* _Task goal_:
Copy, exactly and without additions, every line in the records below from the one holding "pub mod auth;" through the one holding "response writes the", both ends included.

[Start of section]

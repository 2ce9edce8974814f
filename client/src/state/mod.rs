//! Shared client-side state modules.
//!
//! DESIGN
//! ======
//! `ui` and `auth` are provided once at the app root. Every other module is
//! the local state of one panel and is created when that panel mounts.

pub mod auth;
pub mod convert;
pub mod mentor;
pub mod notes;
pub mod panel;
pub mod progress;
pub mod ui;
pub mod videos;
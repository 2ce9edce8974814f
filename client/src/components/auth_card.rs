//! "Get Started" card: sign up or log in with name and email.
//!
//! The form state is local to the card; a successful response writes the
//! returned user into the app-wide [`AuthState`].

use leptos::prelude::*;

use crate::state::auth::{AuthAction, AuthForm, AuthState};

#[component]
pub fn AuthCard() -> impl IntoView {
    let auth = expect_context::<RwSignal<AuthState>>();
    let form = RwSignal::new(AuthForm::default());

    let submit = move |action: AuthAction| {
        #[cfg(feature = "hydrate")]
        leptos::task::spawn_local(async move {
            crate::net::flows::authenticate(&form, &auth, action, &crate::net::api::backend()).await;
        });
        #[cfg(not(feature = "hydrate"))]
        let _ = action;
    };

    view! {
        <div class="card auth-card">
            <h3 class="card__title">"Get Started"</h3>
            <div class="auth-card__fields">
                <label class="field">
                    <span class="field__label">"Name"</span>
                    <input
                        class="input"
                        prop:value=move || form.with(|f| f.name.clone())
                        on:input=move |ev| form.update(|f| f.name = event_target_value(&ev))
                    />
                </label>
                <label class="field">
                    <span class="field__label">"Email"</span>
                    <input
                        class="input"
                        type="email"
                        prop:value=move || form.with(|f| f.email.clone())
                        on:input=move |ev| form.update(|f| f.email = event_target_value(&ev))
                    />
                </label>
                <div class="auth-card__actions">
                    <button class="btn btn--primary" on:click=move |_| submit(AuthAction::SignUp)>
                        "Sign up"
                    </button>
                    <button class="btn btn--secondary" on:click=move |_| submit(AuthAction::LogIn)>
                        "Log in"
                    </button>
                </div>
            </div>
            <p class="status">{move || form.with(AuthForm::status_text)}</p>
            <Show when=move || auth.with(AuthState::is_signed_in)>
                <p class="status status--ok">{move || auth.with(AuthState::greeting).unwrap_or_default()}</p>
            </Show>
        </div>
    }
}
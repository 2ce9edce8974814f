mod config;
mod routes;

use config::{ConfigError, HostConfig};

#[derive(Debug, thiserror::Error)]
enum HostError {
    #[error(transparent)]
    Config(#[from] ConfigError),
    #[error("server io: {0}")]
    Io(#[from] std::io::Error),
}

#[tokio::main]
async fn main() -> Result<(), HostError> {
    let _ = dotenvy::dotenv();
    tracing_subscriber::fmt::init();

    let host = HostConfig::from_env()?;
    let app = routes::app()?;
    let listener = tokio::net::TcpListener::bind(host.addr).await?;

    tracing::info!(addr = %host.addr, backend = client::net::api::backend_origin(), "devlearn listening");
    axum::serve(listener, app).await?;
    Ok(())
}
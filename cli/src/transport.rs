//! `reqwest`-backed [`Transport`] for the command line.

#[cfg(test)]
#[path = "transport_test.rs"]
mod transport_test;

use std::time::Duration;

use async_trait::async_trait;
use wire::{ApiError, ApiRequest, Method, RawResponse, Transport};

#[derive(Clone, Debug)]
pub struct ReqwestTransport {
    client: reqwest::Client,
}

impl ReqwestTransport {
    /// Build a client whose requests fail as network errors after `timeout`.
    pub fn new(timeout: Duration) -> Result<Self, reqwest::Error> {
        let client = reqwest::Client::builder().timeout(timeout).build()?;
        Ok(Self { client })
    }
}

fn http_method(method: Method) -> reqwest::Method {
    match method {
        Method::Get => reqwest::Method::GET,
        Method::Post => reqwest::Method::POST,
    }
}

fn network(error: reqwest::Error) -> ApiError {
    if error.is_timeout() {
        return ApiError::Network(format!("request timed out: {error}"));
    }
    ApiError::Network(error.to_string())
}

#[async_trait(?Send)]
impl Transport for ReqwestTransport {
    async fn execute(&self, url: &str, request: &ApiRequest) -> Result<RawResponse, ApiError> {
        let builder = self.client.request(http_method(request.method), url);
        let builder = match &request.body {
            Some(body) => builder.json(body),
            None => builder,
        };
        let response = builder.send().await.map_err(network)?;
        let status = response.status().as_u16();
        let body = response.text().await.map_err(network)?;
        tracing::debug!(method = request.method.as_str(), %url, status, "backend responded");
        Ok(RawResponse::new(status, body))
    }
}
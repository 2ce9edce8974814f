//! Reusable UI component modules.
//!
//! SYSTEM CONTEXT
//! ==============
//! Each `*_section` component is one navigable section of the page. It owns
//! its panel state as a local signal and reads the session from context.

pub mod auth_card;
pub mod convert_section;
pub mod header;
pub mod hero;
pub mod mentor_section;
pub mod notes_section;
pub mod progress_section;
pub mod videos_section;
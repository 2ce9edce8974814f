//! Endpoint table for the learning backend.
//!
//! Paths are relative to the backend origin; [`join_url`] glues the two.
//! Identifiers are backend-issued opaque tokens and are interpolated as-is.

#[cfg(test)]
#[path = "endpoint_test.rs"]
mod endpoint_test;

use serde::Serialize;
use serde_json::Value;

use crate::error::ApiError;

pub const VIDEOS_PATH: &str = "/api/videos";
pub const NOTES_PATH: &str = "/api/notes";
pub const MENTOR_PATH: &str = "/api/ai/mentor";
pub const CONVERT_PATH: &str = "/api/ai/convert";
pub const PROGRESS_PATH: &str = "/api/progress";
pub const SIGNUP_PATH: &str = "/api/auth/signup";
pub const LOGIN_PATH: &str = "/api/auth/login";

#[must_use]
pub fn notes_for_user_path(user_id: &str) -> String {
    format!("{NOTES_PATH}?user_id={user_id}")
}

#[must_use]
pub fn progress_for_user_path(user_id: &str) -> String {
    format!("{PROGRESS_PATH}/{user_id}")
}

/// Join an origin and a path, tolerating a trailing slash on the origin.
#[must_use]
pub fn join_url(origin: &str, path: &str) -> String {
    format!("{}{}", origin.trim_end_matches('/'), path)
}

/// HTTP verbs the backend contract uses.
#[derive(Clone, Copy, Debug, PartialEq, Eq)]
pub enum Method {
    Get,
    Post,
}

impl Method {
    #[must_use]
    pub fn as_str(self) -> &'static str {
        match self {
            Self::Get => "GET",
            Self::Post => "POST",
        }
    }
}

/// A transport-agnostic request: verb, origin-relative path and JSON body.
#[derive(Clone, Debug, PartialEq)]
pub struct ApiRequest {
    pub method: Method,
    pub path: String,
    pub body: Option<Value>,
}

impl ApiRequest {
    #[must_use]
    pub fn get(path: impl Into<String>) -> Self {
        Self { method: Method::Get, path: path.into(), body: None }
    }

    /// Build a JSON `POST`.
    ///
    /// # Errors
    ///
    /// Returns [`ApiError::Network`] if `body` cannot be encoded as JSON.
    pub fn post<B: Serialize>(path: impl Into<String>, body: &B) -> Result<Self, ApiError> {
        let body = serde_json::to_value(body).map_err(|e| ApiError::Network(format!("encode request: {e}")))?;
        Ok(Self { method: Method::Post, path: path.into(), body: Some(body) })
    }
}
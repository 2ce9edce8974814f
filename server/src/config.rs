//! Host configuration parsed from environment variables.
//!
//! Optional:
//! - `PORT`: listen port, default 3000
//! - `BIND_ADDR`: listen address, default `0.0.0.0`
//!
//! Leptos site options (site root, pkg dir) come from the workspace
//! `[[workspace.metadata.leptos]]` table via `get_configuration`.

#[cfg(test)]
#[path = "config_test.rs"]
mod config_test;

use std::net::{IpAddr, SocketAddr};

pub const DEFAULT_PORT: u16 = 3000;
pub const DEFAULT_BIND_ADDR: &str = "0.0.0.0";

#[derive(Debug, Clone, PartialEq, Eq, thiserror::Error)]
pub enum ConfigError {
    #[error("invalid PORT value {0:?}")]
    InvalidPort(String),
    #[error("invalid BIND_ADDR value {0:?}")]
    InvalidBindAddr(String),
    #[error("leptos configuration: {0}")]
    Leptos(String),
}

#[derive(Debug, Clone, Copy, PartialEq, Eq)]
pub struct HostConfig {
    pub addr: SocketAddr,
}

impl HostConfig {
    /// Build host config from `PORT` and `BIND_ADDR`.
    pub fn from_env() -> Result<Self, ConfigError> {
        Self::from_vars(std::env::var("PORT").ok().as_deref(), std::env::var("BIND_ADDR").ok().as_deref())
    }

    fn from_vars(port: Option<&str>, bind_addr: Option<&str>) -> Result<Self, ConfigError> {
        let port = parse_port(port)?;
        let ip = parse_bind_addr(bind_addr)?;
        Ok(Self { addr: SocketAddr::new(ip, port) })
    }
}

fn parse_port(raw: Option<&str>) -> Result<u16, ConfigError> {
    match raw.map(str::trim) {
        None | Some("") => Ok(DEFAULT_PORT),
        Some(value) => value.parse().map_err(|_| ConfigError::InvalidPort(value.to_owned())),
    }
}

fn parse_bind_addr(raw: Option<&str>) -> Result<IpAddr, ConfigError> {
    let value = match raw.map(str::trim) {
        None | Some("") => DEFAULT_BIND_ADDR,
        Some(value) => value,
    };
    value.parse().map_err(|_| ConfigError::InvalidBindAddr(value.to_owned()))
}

[End of section]

* _Finished task_:
pub mod auth;
pub mod convert;
pub mod mentor;
pub mod notes;
pub mod panel;
pub mod progress;
pub mod ui;
pub mod videos;
repository 2ce9edce8974814f
filename client/src/components/auth_card.rs
//! "Get Started" card: sign up or log in with name and email.
//!
//! The form state is local to the card; a successful response writes the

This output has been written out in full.